**EXERCISE REQUIREMENTS**
Could you return every line of the material that contains the word "files"?

+++ SOURCE INFORMATION +++

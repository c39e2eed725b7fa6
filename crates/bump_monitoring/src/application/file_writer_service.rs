use async_trait::async_trait;
use std::path::Path;
use tokio::fs;
use tokio::io::AsyncWriteExt;

use crate::{
    domain::FileWriter,
    errors::{BumpMonitoringError, BumpMonitoringResult},
};

/// Permission bits for newly created copies (rw-r--r--)
pub const CONFIG_FILE_MODE: u32 = 0o644;

/// Application service writing config copies with `tokio::fs`
///
/// Existing files are truncated in place and keep their permissions; new
/// files are created with [`CONFIG_FILE_MODE`]. Parent directories are never
/// created.
pub struct FileWriterService;

impl FileWriterService {
    /// Create a new FileWriterService instance
    pub fn new() -> Self {
        Self
    }

    fn open_options() -> fs::OpenOptions {
        let mut options = fs::OpenOptions::new();
        options.write(true).create(true).truncate(true);
        #[cfg(unix)]
        options.mode(CONFIG_FILE_MODE);
        options
    }
}

impl Default for FileWriterService {
    fn default() -> Self {
        Self::new()
    }
}

#[async_trait]
impl FileWriter for FileWriterService {
    async fn write_bytes(&self, path: &Path, content: &[u8]) -> BumpMonitoringResult<()> {
        let write_error = |source: std::io::Error| BumpMonitoringError::Write {
            path: path.to_path_buf(),
            source,
        };

        let mut file = Self::open_options()
            .open(path)
            .await
            .map_err(write_error)?;

        file.write_all(content).await.map_err(write_error)?;
        file.flush().await.map_err(write_error)?;

        Ok(())
    }
}

#[cfg(test)]
mod tests {
    use super::*;
    use tempfile::TempDir;

    #[tokio::test]
    async fn test_write_new_file() {
        let temp_dir = TempDir::new().unwrap();
        let service = FileWriterService::new();
        let file_path = temp_dir.path().join("alerts.jsonnet");

        let result = service.write_bytes(&file_path, b"{ groups: [] }").await;
        assert!(result.is_ok());

        let content = fs::read(&file_path).await.unwrap();
        assert_eq!(content, b"{ groups: [] }");
    }

    /// Overwriting a longer file must not leave trailing bytes behind
    #[tokio::test]
    async fn test_write_truncates_existing_file() {
        let temp_dir = TempDir::new().unwrap();
        let service = FileWriterService::new();
        let file_path = temp_dir.path().join("dashboards.libsonnet");

        fs::write(&file_path, "a much longer original body").await.unwrap();
        service.write_bytes(&file_path, b"short").await.unwrap();

        let content = fs::read_to_string(&file_path).await.unwrap();
        assert_eq!(content, "short");
    }

    #[tokio::test]
    async fn test_write_empty_content() {
        let temp_dir = TempDir::new().unwrap();
        let service = FileWriterService::new();
        let file_path = temp_dir.path().join("empty.jsonnet");

        fs::write(&file_path, "stale").await.unwrap();
        service.write_bytes(&file_path, b"").await.unwrap();

        assert_eq!(fs::metadata(&file_path).await.unwrap().len(), 0);
    }

    #[tokio::test]
    async fn test_write_missing_parent_fails() {
        let temp_dir = TempDir::new().unwrap();
        let service = FileWriterService::new();
        let file_path = temp_dir.path().join("missing/dir/alerts.jsonnet");

        let result = service.write_bytes(&file_path, b"{}").await;
        assert!(matches!(
            result.unwrap_err(),
            BumpMonitoringError::Write { path, .. } if path == file_path
        ));
        assert!(!temp_dir.path().join("missing").exists());
    }

    #[cfg(unix)]
    #[tokio::test]
    async fn test_new_file_mode() {
        use std::os::unix::fs::PermissionsExt;

        let temp_dir = TempDir::new().unwrap();
        let service = FileWriterService::new();
        let file_path = temp_dir.path().join("mode.jsonnet");

        service.write_bytes(&file_path, b"{}").await.unwrap();

        // The process umask can only clear bits
        let mode = fs::metadata(&file_path).await.unwrap().permissions().mode() & 0o777;
        assert_eq!(mode & 0o600, 0o600);
        assert_eq!(mode & !CONFIG_FILE_MODE, 0);
    }
}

+++

**THE COMPLETED TASK**
/// Existing files are truncated in place and keep their permissions; new
/// files are created with [`CONFIG_FILE_MODE`]. Parent directories are never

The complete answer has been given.